→ **DATA PROVIDED**
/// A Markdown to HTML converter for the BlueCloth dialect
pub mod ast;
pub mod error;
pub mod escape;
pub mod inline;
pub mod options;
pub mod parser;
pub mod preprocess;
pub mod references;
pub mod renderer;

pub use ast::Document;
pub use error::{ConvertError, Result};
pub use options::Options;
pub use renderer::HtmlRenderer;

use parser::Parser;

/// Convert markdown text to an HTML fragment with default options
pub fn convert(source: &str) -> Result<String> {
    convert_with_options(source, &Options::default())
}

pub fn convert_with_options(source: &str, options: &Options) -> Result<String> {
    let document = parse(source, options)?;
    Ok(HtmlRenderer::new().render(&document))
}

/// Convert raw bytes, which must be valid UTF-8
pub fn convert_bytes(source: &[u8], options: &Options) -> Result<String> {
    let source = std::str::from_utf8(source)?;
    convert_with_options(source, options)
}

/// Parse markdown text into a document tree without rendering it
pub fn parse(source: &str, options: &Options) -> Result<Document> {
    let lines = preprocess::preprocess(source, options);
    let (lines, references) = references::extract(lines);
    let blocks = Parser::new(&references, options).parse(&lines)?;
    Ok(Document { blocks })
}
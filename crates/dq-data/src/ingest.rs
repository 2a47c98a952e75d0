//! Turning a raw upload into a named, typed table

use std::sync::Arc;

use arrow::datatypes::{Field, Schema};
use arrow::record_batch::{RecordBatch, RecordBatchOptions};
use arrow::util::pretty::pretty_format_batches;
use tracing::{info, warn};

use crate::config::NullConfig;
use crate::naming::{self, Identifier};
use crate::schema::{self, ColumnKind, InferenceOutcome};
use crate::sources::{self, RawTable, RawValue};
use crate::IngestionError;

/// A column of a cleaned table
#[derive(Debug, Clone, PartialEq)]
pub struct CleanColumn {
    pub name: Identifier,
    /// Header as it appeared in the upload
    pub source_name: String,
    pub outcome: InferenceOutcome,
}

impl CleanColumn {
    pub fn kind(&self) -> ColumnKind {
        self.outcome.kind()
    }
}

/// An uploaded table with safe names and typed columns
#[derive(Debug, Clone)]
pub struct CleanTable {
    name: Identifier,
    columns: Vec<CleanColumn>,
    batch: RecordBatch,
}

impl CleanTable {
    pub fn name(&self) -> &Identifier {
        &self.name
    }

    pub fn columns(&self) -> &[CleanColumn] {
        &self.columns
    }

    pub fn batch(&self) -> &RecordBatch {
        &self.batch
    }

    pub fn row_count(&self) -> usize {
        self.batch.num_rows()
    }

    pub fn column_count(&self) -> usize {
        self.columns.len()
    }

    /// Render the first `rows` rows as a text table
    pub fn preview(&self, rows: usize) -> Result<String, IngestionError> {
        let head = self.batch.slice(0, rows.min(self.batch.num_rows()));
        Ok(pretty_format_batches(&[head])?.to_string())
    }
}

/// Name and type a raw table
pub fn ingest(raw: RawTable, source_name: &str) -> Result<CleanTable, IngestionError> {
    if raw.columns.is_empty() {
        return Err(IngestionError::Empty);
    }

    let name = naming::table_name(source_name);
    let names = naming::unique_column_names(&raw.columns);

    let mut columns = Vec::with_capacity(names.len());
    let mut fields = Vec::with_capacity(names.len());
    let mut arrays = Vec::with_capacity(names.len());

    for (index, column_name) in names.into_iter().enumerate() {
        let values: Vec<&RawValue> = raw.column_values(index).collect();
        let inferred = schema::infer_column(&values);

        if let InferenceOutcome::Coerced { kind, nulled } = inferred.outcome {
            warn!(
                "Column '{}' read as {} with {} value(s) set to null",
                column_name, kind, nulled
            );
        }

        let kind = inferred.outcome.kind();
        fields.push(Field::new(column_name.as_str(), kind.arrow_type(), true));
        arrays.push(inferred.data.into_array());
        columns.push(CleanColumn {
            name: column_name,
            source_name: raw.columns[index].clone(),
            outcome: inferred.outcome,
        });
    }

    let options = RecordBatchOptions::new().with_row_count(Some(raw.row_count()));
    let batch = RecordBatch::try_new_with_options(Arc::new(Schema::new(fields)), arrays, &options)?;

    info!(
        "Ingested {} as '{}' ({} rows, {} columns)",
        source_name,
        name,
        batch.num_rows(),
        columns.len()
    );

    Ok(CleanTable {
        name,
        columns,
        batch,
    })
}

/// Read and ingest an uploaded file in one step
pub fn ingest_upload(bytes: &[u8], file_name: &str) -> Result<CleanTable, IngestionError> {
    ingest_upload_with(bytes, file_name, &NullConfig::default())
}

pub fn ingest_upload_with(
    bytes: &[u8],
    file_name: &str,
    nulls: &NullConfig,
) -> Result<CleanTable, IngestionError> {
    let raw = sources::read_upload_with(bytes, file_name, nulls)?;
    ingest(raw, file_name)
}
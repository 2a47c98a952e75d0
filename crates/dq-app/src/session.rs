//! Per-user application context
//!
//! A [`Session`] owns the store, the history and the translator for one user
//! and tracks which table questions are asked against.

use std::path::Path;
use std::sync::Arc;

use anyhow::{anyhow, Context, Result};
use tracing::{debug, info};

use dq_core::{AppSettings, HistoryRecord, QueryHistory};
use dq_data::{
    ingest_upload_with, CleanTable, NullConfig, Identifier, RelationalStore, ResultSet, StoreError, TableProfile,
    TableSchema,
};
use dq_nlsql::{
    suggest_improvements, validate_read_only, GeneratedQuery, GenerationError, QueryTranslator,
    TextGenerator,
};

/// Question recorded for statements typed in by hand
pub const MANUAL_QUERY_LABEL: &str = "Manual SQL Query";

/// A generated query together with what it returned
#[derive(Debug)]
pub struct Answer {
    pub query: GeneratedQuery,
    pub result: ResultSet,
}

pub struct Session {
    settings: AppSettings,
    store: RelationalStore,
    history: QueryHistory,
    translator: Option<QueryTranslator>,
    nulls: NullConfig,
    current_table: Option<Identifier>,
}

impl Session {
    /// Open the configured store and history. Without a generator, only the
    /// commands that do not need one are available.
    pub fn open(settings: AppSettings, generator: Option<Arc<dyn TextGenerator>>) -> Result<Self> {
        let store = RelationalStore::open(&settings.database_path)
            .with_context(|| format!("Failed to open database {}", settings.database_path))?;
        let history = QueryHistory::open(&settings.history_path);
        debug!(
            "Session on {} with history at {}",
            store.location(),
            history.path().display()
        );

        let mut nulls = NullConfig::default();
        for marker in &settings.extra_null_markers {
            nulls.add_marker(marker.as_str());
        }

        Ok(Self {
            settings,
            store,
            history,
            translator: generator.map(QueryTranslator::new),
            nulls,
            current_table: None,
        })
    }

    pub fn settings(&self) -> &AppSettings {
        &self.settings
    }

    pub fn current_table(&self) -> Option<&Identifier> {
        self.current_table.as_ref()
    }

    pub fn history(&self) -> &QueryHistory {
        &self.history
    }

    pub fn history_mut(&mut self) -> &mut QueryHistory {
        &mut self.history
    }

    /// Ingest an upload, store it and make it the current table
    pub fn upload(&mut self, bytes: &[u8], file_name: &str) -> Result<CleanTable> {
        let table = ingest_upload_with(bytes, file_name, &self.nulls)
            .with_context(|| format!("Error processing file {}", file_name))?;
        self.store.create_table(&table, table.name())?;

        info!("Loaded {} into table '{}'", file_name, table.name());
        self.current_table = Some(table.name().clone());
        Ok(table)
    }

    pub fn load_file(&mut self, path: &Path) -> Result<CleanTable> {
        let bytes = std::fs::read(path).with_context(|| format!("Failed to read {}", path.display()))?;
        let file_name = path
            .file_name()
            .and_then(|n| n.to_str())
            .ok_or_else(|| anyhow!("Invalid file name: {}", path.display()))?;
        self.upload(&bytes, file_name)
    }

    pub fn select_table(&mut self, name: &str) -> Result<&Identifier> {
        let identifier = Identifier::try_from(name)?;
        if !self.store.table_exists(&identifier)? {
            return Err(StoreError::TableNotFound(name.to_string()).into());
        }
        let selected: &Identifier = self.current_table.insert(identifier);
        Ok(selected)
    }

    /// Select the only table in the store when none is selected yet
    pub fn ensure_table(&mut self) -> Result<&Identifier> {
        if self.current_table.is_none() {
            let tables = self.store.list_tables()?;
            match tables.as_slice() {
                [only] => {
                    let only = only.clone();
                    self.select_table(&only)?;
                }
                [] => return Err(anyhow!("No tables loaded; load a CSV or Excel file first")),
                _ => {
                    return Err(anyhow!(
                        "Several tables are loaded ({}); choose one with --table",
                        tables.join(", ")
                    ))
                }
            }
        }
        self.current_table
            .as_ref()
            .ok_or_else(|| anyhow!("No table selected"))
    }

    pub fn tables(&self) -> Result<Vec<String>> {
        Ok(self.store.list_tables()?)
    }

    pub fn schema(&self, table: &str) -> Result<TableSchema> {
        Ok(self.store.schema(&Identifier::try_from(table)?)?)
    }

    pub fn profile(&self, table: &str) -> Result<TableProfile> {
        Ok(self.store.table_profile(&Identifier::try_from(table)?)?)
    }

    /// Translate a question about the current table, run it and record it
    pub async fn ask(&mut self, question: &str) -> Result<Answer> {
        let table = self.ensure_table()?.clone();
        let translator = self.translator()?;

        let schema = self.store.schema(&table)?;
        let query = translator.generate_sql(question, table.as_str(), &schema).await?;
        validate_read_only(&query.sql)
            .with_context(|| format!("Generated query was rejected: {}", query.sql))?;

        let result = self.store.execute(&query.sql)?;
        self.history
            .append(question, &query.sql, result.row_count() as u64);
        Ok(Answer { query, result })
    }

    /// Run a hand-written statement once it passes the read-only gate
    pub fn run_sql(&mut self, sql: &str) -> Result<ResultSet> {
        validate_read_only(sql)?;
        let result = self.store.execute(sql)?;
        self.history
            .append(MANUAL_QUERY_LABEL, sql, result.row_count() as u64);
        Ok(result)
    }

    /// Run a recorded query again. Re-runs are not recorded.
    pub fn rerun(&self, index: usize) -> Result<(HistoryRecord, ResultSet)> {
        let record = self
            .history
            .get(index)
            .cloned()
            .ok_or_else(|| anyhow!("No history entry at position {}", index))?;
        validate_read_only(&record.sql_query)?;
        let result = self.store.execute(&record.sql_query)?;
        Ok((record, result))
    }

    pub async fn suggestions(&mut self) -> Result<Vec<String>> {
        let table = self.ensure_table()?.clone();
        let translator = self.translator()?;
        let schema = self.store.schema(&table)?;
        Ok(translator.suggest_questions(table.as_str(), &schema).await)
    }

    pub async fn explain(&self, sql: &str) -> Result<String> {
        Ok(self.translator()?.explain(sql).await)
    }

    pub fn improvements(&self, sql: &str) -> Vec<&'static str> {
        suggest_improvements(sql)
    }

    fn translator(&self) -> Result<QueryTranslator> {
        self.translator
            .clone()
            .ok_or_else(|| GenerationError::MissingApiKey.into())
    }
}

→ **ASSIGNED TASK**
Every line above with the word "fields" is to be copied out.

→ **WRITTEN SOLUTION**
    let mut fields = Vec::with_capacity(names.len());
        fields.push(Field::new(column_name.as_str(), kind.arrow_type(), true));
    let batch = RecordBatch::try_new_with_options(Arc::new(Schema::new(fields)), arrays, &options)?;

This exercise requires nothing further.